**Stored data:**
══════
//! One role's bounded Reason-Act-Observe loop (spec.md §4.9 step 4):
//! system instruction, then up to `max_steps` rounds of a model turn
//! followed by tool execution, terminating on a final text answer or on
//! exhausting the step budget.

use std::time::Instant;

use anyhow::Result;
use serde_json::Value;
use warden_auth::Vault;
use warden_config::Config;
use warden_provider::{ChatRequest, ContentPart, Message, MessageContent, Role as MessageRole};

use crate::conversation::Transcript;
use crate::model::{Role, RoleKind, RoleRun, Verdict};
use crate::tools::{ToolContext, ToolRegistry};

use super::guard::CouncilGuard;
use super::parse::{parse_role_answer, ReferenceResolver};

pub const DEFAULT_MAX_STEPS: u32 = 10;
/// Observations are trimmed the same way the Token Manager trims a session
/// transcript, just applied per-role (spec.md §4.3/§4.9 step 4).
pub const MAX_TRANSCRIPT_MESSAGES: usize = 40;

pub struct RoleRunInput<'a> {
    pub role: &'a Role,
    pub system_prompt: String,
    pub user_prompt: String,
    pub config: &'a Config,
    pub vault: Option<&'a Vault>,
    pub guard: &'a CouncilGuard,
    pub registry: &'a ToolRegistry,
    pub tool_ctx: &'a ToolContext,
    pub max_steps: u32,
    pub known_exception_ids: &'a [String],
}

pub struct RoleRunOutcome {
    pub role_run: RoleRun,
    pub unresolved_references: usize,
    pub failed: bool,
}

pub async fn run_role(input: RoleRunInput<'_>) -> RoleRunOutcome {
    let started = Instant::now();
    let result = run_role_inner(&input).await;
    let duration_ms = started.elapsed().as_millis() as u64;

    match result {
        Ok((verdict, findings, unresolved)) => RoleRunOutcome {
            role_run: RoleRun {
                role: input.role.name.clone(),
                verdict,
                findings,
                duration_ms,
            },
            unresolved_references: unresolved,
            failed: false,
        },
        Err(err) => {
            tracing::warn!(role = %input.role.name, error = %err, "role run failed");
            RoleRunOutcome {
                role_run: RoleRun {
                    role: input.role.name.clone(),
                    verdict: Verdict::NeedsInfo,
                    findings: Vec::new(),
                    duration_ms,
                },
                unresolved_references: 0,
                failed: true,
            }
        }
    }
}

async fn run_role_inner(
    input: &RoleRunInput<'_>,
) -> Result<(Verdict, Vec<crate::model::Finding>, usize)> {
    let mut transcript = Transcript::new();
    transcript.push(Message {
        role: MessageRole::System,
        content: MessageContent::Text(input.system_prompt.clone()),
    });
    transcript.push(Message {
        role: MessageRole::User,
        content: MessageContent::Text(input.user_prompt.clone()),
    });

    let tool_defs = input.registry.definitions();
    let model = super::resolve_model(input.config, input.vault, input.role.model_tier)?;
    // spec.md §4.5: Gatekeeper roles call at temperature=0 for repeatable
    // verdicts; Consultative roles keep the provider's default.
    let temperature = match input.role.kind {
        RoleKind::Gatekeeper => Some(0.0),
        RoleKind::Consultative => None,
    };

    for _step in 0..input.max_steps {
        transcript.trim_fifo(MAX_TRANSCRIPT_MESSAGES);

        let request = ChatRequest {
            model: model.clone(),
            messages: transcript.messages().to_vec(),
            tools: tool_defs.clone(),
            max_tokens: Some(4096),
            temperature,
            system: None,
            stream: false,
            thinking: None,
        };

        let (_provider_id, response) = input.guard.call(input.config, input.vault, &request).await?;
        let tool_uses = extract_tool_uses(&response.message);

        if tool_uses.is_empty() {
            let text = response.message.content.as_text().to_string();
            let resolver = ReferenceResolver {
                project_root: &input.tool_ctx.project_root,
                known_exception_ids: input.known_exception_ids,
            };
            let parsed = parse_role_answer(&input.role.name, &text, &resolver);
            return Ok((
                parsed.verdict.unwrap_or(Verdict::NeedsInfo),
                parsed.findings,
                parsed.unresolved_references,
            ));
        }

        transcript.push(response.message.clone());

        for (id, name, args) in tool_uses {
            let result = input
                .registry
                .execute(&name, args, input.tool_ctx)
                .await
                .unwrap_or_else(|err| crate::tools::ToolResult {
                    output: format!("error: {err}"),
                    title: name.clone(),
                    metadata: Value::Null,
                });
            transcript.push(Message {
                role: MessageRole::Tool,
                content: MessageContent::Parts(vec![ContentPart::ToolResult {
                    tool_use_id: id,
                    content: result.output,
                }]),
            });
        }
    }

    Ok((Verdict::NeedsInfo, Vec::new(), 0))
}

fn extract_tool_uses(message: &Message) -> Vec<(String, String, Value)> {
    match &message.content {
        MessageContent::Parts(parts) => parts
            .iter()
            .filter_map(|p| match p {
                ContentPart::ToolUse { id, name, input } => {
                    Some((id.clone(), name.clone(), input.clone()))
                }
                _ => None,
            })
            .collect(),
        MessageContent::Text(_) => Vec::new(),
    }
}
══════
**WORK TO COMPLETE:** Where in the entries does the word "ReferenceResolver" occur? Copy out each line that has it.

**ANSWER BOX:**
use super::parse::{parse_role_answer, ReferenceResolver};
            let resolver = ReferenceResolver {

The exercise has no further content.